Thank you for sharing some of your thoughts, dreams, successes, and challenges with me. Some of you tell me about your athletic, music, dance, theater, and other pursuits and welcome my presence at those events. You share the exciting news of a summer internship, graduate school acceptance, or coveted job offer, and sometimes you also share the disappointment of a hoped-for outcome not being realized. Sometimes you tell me of tremendous fears and deep losses—a friend in great despair, the death of your beloved mother. Over and over again, you have honored me with these opportunities to cheer for, celebrate with, console, and otherwise support you—to gain a fuller understanding of you and your life, and to remember that there is so much more to each of us than is immediately and outwardly visible.
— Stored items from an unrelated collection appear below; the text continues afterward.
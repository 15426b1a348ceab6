//! Player State
//!
//! Per-player state. Never shared between players; the map and the
//! object registry live on the session instead.

use std::collections::BTreeMap;
use serde::{Serialize, Deserialize};

use crate::core::hash::StateHasher;
use crate::core::vec2::{SubTilePos, TilePos};
use crate::game::objects::ObjectKind;

/// Opaque handle the presentation layer uses to find a player's view.
#[derive(Clone, Copy, Debug, PartialEq, Eq, PartialOrd, Ord, Hash, Serialize, Deserialize)]
pub struct ViewportId(pub u32);

/// State of a single player.
#[derive(Clone, Debug, Serialize, Deserialize)]
pub struct PlayerState {
    /// Position in sub-tile units
    position: SubTilePos,

    /// View this player is drawn into
    pub viewport: ViewportId,

    /// Collected items by kind (BTreeMap for deterministic iteration)
    pub pockets: BTreeMap<ObjectKind, u32>,
}

impl PlayerState {
    /// Create a new player at a spawn position.
    pub fn new(viewport: ViewportId, position: SubTilePos) -> Self {
        Self {
            position,
            viewport,
            pockets: BTreeMap::new(),
        }
    }

    /// Current position in sub-tile units.
    #[inline]
    pub fn position(&self) -> SubTilePos {
        self.position
    }

    /// Tile the player stands on.
    #[inline]
    pub fn tile(&self) -> TilePos {
        self.position.tile()
    }

    /// Apply a position produced by the movement resolver.
    pub(crate) fn set_position(&mut self, position: SubTilePos) {
        self.position = position;
    }

    /// Add one item of `kind` to the pockets. Returns the new count.
    pub fn pocket(&mut self, kind: ObjectKind) -> u32 {
        let count = self.pockets.entry(kind).or_insert(0);
        *count = count.saturating_add(1);
        *count
    }

    /// How many items of `kind` the player carries.
    pub fn pocket_count(&self, kind: ObjectKind) -> u32 {
        self.pockets.get(&kind).copied().unwrap_or(0)
    }

    /// Hash this player's state for verification.
    pub fn hash_into(&self, hasher: &mut StateHasher) {
        hasher.update_u32(self.viewport.0);
        hasher.update_sub_tile(self.position);
        hasher.update_u32(self.pockets.len() as u32);
        for (kind, count) in &self.pockets {
            kind.hash_into(hasher);
            hasher.update_u32(*count);
        }
    }
}

#[cfg(test)]
mod tests {
    use super::*;

    #[test]
    fn test_new_player_has_empty_pockets() {
        let player = PlayerState::new(ViewportId(1), SubTilePos::new(160, 160));
        assert_eq!(player.tile(), TilePos::new(10, 10));
        assert_eq!(player.pocket_count(ObjectKind::Beer), 0);
        assert!(player.pockets.is_empty());
    }

    #[test]
    fn test_pocket_counts_per_kind() {
        let mut player = PlayerState::new(ViewportId(0), SubTilePos::ZERO);
        assert_eq!(player.pocket(ObjectKind::Beer), 1);
        assert_eq!(player.pocket(ObjectKind::Beer), 2);
        assert_eq!(player.pocket(ObjectKind::Egg), 1);
        assert_eq!(player.pocket_count(ObjectKind::Beer), 2);
        assert_eq!(player.pocket_count(ObjectKind::Egg), 1);
    }

    #[test]
    fn test_hash_reflects_pockets() {
        let mut a = PlayerState::new(ViewportId(0), SubTilePos::ZERO);
        let b = a.clone();
        a.pocket(ObjectKind::Egg);

        let mut ha = StateHasher::for_session_state();
        let mut hb = StateHasher::for_session_state();
        a.hash_into(&mut ha);
        b.hash_into(&mut hb);
        assert_ne!(ha.finalize(), hb.finalize());
    }
}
Thank you for giving me glimpses into student life over the years. Whether recounting the latest item found in Lake Trez, the challenges of campus parking and parking tickets, the drawings in the elevators at Humphreys, aspects of the Greek life system, your perspective as a first-generation student, or the lack of local hair salons for all hair types, you have raised my awareness of issues that affect and matter to students. 
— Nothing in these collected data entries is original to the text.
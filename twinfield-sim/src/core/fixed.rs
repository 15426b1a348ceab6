//! Fixed-Point Units
//!
//! Integer arithmetic for positions and terrain coefficients.
//! No floats in game logic: positions are sub-tile integers, coefficients
//! are Q16.16.
//!
//! ## Units
//!
//! ```text
//! ┌─────────────────────────────────────────────────────────────┐
//! │  Sub-tile position (i32)                                    │
//! │    1 tile = POS_FACTOR (16) sub-tile units                  │
//! │    tile index = floor(sub / 16)                             │
//! │                                                             │
//! │  Q16.16 coefficient (i32)                                   │
//! │    1.0 = FIXED_ONE (65536)                                  │
//! │    friction, overlap, fractional tile coordinates           │
//! └─────────────────────────────────────────────────────────────┘
//! ```
//!
//! One sub-tile unit is exactly `FIXED_ONE / POS_FACTOR` (4096) in Q16.16,
//! so converting a position to a fractional tile coordinate never rounds.

/// Q16.16 fixed-point number stored as i32.
/// 16 bits integer, 16 bits fractional.
pub type Fixed = i32;

/// Number of fractional bits (16)
pub const FIXED_SCALE: i32 = 16;

/// 1.0 in fixed-point (65536)
pub const FIXED_ONE: Fixed = 1 << FIXED_SCALE; // 65536

/// 0.5 in fixed-point (32768)
pub const FIXED_HALF: Fixed = FIXED_ONE >> 1; // 32768

/// Sub-tile units per tile.
pub const POS_FACTOR: i32 = 16;

/// Q16.16 value of one sub-tile unit (65536 / 16 = 4096).
pub const SUB_TILE_FIXED: Fixed = FIXED_ONE / POS_FACTOR;

/// Convert a compile-time float to fixed-point.
///
/// # Warning
/// Only use at compile-time or initialization. NEVER in turn logic.
///
/// # Example
/// ```
/// use twinfield::core::fixed::{to_fixed, FIXED_ONE};
/// const MY_VALUE: i32 = to_fixed(2.5);
/// assert_eq!(MY_VALUE, FIXED_ONE * 2 + FIXED_ONE / 2);
/// ```
#[inline]
pub const fn to_fixed(f: f64) -> Fixed {
    (f * (FIXED_ONE as f64)) as Fixed
}

/// Convert fixed-point to float for display.
///
/// # Warning
/// Only use for visual output. NEVER use result in game logic.
#[inline]
pub fn to_float(f: Fixed) -> f32 {
    f as f32 / FIXED_ONE as f32
}

/// Multiply two fixed-point numbers.
///
/// Uses i64 intermediate to prevent overflow.
/// Truncates toward zero so that `fixed_mul(-a, b) == -fixed_mul(a, b)`.
#[inline]
pub fn fixed_mul(a: Fixed, b: Fixed) -> Fixed {
    let wide = (a as i64) * (b as i64);
    (wide / FIXED_ONE as i64) as Fixed
}

/// Absolute value of a fixed-point number.
#[inline]
pub fn fixed_abs(x: Fixed) -> Fixed {
    if x < 0 { x.wrapping_neg() } else { x }
}

/// Convert a sub-tile coordinate to a Q16.16 tile coordinate (exact).
#[inline]
pub const fn sub_tile_to_fixed(sub: i32) -> Fixed {
    sub * SUB_TILE_FIXED
}

/// Convert a whole tile index to Q16.16.
#[inline]
pub const fn tile_to_fixed(tile: i32) -> Fixed {
    tile << FIXED_SCALE
}

/// Tile index containing a sub-tile coordinate (floor division).
#[inline]
pub const fn sub_tile_to_tile(sub: i32) -> i32 {
    sub.div_euclid(POS_FACTOR)
}
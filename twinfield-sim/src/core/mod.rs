//! Core deterministic primitives.
//!
//! Integer units, positions, seeded randomness and state hashing.
//! Nothing in here knows about terrain, objects or players.

pub mod fixed;
pub mod vec2;
pub mod rng;
pub mod hash;

// Re-export core types
pub use fixed::{Fixed, FIXED_ONE, FIXED_HALF, POS_FACTOR};
pub use vec2::{SubTilePos, TilePos, TileRect};
pub use rng::DeterministicRng;
pub use hash::{compute_state_hash, StateHash};
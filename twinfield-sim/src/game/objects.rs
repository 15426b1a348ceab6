//! Object Registry
//!
//! The mutable, shared collection of items lying on the map.
//! At most one object per tile: a forced placement evicts the occupant.

use serde::{Serialize, Deserialize};
use tracing::trace;

use crate::core::hash::StateHasher;
use crate::core::rng::DeterministicRng;
use crate::core::vec2::{TilePos, TileRect};

/// Type of a placed object.
#[derive(Clone, Copy, Debug, PartialEq, Eq, PartialOrd, Ord, Hash, Serialize, Deserialize)]
pub enum ObjectKind {
    /// Beer bottle, scattered at session start
    Beer,
    /// Egg, dropped by players
    Egg,
    /// A kind with no interaction rule in this build (tag kept for display)
    Unknown(u16),
}

impl ObjectKind {
    /// Stable discriminant and payload, hashed as separate fields.
    pub fn parts(self) -> (u8, u16) {
        match self {
            ObjectKind::Beer => (0, 0),
            ObjectKind::Egg => (1, 0),
            ObjectKind::Unknown(tag) => (2, tag),
        }
    }

    /// Hash this kind for verification.
    pub fn hash_into(self, hasher: &mut StateHasher) {
        let (discriminant, payload) = self.parts();
        hasher.update_u8(discriminant);
        hasher.update_u16(payload);
    }
}

/// An object lying on a tile.
#[derive(Clone, Copy, Debug, PartialEq, Eq, Hash, Serialize, Deserialize)]
pub struct GameObject {
    /// What it is
    pub kind: ObjectKind,
    /// Where it lies
    pub tile: TilePos,
}

impl GameObject {
    /// Create a new object.
    pub const fn new(kind: ObjectKind, tile: TilePos) -> Self {
        Self { kind, tile }
    }
}

/// Ordered collection of placed objects.
#[derive(Clone, Debug, Default, Serialize, Deserialize)]
pub struct ObjectRegistry {
    objects: Vec<GameObject>,
}

impl ObjectRegistry {
    /// Create an empty registry.
    pub fn new() -> Self {
        Self { objects: Vec::new() }
    }

    /// Place an object on a tile.
    ///
    /// Returns `false` without touching the registry if the tile is taken
    /// and `force` is not set. With `force`, the occupant is removed first.
    pub fn place(&mut self, kind: ObjectKind, tile: TilePos, force: bool) -> bool {
        if let Some(idx) = self.objects.iter().position(|o| o.tile == tile) {
            if !force {
                trace!("Placement of {:?} at {} rejected: occupied", kind, tile);
                return false;
            }
            let evicted = self.objects.remove(idx);
            trace!("Forced placement at {} evicts {:?}", tile, evicted.kind);
        }
        self.objects.push(GameObject::new(kind, tile));
        true
    }

    /// Remove the first object matching `object` exactly.
    ///
    /// Returns whether anything was removed. Absent objects are a no-op.
    pub fn remove(&mut self, object: &GameObject) -> bool {
        match self.objects.iter().position(|o| o == object) {
            Some(idx) => {
                self.objects.remove(idx);
                true
            }
            None => false,
        }
    }

    /// Lazily enumerate objects matching `predicate`.
    ///
    /// Borrows the registry; collect before removing matches.
    pub fn scan<'a, P>(&'a self, mut predicate: P) -> impl Iterator<Item = &'a GameObject> + 'a
    where
        P: FnMut(&GameObject) -> bool + 'a,
    {
        self.objects.iter().filter(move |o| predicate(*o))
    }

    /// Object on a tile, if any.
    pub fn at(&self, tile: TilePos) -> Option<&GameObject> {
        self.objects.iter().find(|o| o.tile == tile)
    }

    /// Objects inside an inclusive tile rectangle, in registry order.
    pub fn within(&self, area: TileRect) -> Vec<GameObject> {
        self.scan(move |o| area.contains(o.tile)).copied().collect()
    }

    /// All objects in registry order.
    pub fn iter(&self) -> impl Iterator<Item = &GameObject> {
        self.objects.iter()
    }

    /// Number of objects.
    pub fn len(&self) -> usize {
        self.objects.len()
    }

    /// True when no objects are placed.
    pub fn is_empty(&self) -> bool {
        self.objects.is_empty()
    }

    /// Make `count` placement attempts at random tiles inside `area`.
    ///
    /// Attempts landing on an occupied tile are skipped, not retried.
    /// Returns how many objects were actually placed.
    pub fn scatter(
        &mut self,
        kind: ObjectKind,
        count: u32,
        area: TileRect,
        rng: &mut DeterministicRng,
    ) -> u32 {
        let mut placed = 0;
        for _ in 0..count {
            let tile = rng.random_tile(area);
            if self.place(kind, tile, false) {
                placed += 1;
            }
        }
        placed
    }
}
Thank you for persevering through challenging circumstances, including illness, family trouble, changes in friendships and romantic relationships, and other competing commitments and responsibilities. More often than not, you have found a way forward for yourself. Sometimes it involved withdrawing from a course or other commitment, which may have felt like admitting defeat at the time, but those were acts of courage, control, and perseverance for the long haul. Some of you met more enduring and less common challenges such as blindness and quadriplegia—you demonstrated to me and your fellow students what is really possible. At the same time, you increased our awareness of systems and approaches that privilege the majority and led us to think more clearly about the imperative for greater inclusivity.

Thank you for aspiring to make things even better at Sewanee, for leading important efforts and opening up opportunities for others. With courage, grace, and care, you have moved fellow students, alumni, faculty, staff, and administrators to consider and reconsider issues of deep significance in ways that might not have happened without your leadership and conviction.
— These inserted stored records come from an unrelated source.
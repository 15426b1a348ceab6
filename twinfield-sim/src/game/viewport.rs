//! Viewport Query
//!
//! A read-only snapshot of the tiles and objects around one player, in the
//! shape a renderer wants: a square window of `2r x 2r` tiles whose top-left
//! corner is `r` tiles up and left of the player's tile.

use serde::{Serialize, Deserialize};

use crate::core::vec2::{SubTilePos, TilePos, TileRect};
use crate::game::map::TileGrid;
use crate::game::objects::{GameObject, ObjectRegistry};
use crate::game::state::{PlayerState, ViewportId};
use crate::game::terrain::TerrainId;

/// Largest radius a viewport is built with.
pub const MAX_VIEWPORT_RADIUS: u32 = i16::MAX as u32;

/// Where the window is pinned to the player.
#[derive(Clone, Copy, Debug, PartialEq, Eq, Serialize, Deserialize)]
pub struct ViewportAnchor {
    /// Tile the player stands on
    pub tile: TilePos,
    /// Exact player position, for smooth scrolling within the tile
    pub position: SubTilePos,
}

/// Window of the shared world seen by one player.
#[derive(Clone, Debug, PartialEq, Eq, Serialize, Deserialize)]
pub struct Viewport {
    /// Which player view this belongs to
    pub id: ViewportId,
    /// Radius in tiles
    pub radius: u32,
    /// Map tile at the window's top-left cell
    pub origin: TilePos,
    /// Row-major terrain, `None` off the map
    pub tiles: Vec<Option<TerrainId>>,
    /// Objects inside the window, in registry order
    pub objects: Vec<GameObject>,
    /// Player anchor
    pub anchor: ViewportAnchor,
}

impl Viewport {
    /// Snapshot the window around `player`.
    ///
    /// `radius` is clamped to `1 ..= min(grid size, MAX_VIEWPORT_RADIUS)`;
    /// the stored `radius` is the clamped value.
    pub fn build(grid: &TileGrid, registry: &ObjectRegistry, player: &PlayerState, radius: u32) -> Self {
        let radius = radius.clamp(1, grid.size().clamp(1, MAX_VIEWPORT_RADIUS));
        let r = radius as i32;
        let tile = player.tile();
        let origin = tile.offset(-r, -r);
        let side = 2 * r;

        let mut tiles = Vec::with_capacity(side as usize * side as usize);
        for dy in 0..side {
            for dx in 0..side {
                tiles.push(grid.terrain_id(origin.offset(dx, dy)));
            }
        }

        let window = TileRect::new(origin, origin.offset(side - 1, side - 1));
        let objects = registry.within(window);

        Self {
            id: player.viewport,
            radius,
            origin,
            tiles,
            objects,
            anchor: ViewportAnchor { tile, position: player.position() },
        }
    }

    /// Side length of the window in tiles.
    #[inline]
    pub fn side(&self) -> u32 {
        self.radius.saturating_mul(2)
    }

    /// Terrain at window cell `(col, row)`. `None` outside the window or off the map.
    pub fn cell(&self, col: u32, row: u32) -> Option<TerrainId> {
        let side = self.side();
        if col >= side || row >= side {
            return None;
        }
        (row as usize)
            .checked_mul(side as usize)
            .and_then(|offset| offset.checked_add(col as usize))
            .and_then(|idx| self.tiles.get(idx).copied())
            .flatten()
    }

    /// Terrain at map tile `tile` if it falls inside the window.
    pub fn terrain_at(&self, tile: TilePos) -> Option<TerrainId> {
        let col = i64::from(tile.x) - i64::from(self.origin.x);
        let row = i64::from(tile.y) - i64::from(self.origin.y);
        match (u32::try_from(col), u32::try_from(row)) {
            (Ok(col), Ok(row)) => self.cell(col, row),
            _ => None,
        }
    }
}

#[cfg(test)]
mod tests {
    use super::*;
    use crate::game::objects::ObjectKind;

    fn player_at(tile: TilePos) -> PlayerState {
        PlayerState::new(ViewportId(1), tile.to_sub_tile())
    }

    #[test]
    fn test_window_shape() {
        let grid = TileGrid::generate(22);
        let registry = ObjectRegistry::new();
        let view = Viewport::build(&grid, &registry, &player_at(TilePos::new(10, 10)), 11);

        assert_eq!(view.side(), 22);
        assert_eq!(view.tiles.len(), 22 * 22);
        assert_eq!(view.origin, TilePos::new(-1, -1));
        assert_eq!(view.id, ViewportId(1));
        // Top-left cell is off the map
        assert_eq!(view.cell(0, 0), None);
        // Player's own tile sits at offset (r, r)
        assert_eq!(view.cell(11, 11), Some(TerrainId::FLOOR));
        assert_eq!(view.terrain_at(TilePos::new(2, 2)), Some(TerrainId::BUSH));
        assert_eq!(view.cell(22, 0), None);
    }

    #[test]
    fn test_window_is_asymmetric() {
        let grid = TileGrid::generate(22);
        let registry = ObjectRegistry::new();
        let view = Viewport::build(&grid, &registry, &player_at(TilePos::new(10, 10)), 2);

        // Offsets -2 ..= 1
        assert_eq!(view.origin, TilePos::new(8, 8));
        assert!(view.terrain_at(TilePos::new(8, 8)).is_some());
        assert!(view.terrain_at(TilePos::new(11, 11)).is_some());
        assert_eq!(view.terrain_at(TilePos::new(12, 10)), None);
        assert_eq!(view.terrain_at(TilePos::new(7, 10)), None);
    }

    #[test]
    fn test_objects_in_window_only() {
        let grid = TileGrid::generate(22);
        let mut registry = ObjectRegistry::new();
        registry.place(ObjectKind::Egg, TilePos::new(9, 9), false);
        registry.place(ObjectKind::Beer, TilePos::new(12, 10), false);
        let view = Viewport::build(&grid, &registry, &player_at(TilePos::new(10, 10)), 2);

        assert_eq!(view.objects, vec![GameObject::new(ObjectKind::Egg, TilePos::new(9, 9))]);
    }

    #[test]
    fn test_build_clamps_radius() {
        let grid = TileGrid::generate(22);
        let registry = ObjectRegistry::new();
        let player = player_at(TilePos::new(10, 10));

        let view = Viewport::build(&grid, &registry, &player, u32::MAX);
        assert_eq!(view.radius, 22);
        assert_eq!(view.tiles.len(), 44 * 44);
        assert_eq!(view.cell(0, 0), None);

        let view = Viewport::build(&grid, &registry, &player, 0);
        assert_eq!(view.radius, 1);
        assert_eq!(view.tiles.len(), 4);
    }

    #[test]
    fn test_mismatched_snapshot_does_not_panic() {
        let grid = TileGrid::generate(22);
        let registry = ObjectRegistry::new();
        let mut view = Viewport::build(&grid, &registry, &player_at(TilePos::new(10, 10)), 2);

        // A deserialized value may carry a radius that disagrees with its tiles
        view.radius = u32::MAX;
        assert_eq!(view.cell(100, 100), None);
        assert_eq!(view.terrain_at(TilePos::new(i32::MAX, i32::MIN)), None);

        view.tiles.truncate(3);
        view.radius = 2;
        assert_eq!(view.cell(3, 3), None);
        assert_eq!(view.cell(1, 0), Some(TerrainId::FLOOR));
    }

    #[test]
    fn test_anchor_tracks_sub_tile_position() {
        let grid = TileGrid::generate(22);
        let registry = ObjectRegistry::new();
        let player = PlayerState::new(ViewportId(0), SubTilePos::new(184, 160));
        let view = Viewport::build(&grid, &registry, &player, 3);

        assert_eq!(view.anchor.tile, TilePos::new(11, 10));
        assert_eq!(view.anchor.position, SubTilePos::new(184, 160));
        assert_eq!(view.origin, TilePos::new(8, 7));
    }
}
Thank you for reaching out to reconnect over the years. Whether it’s an email to update me on what is going on in your career, a wedding invitation, a birth announcement, an article you thought I might find interesting, or a request for a recommendation letter as you pursue your next endeavor, it is a true joy to hear from you and to get a sense of your path since Sewanee and your hopes for the future.

Most of all, thank you for caring about and engaging with others and with me as a person—beyond the student-professor relationship—over the years. Thank you for taking the time to observe, ask, listen, and reflect not only on your own experiences but those of your fellow students, of faculty and staff members at Sewanee, and of members of the broader community. You show that you care by the ways that you ask and listen in class, by the conversations and activities you engage in outside of the classroom, even by the way you say hello, make eye contact, and inquire of others. 

On my office wall hangs a piece of Chinese calligraphy written for me by my father. It is a prose excerpt by a famous scholar of the Tang dynasty about a simple, humble dwelling. To me, the details speak to a room being so much more than a room—that a room is defined less by its appearance or what is in it than by who inhabits it and what happens within it. Our classrooms and offices are sacred spaces because of what happens in them—the ideas shared, the questions asked, the emotions expressed. We associate those spaces with those deep interactions—hence some of our sadness at not being together in those places now. Yet if it is not those spaces per se that are so critical, but rather the people and ideas that inhabit them, then perhaps there is more hope for our interactions across the miles than one might initially think. To the extent that is so, you help to create those possibilities. 

To your thank-yous: You are so very, very welcome. 

And again, dear Sewanee students, thank you—perhaps still more than you know.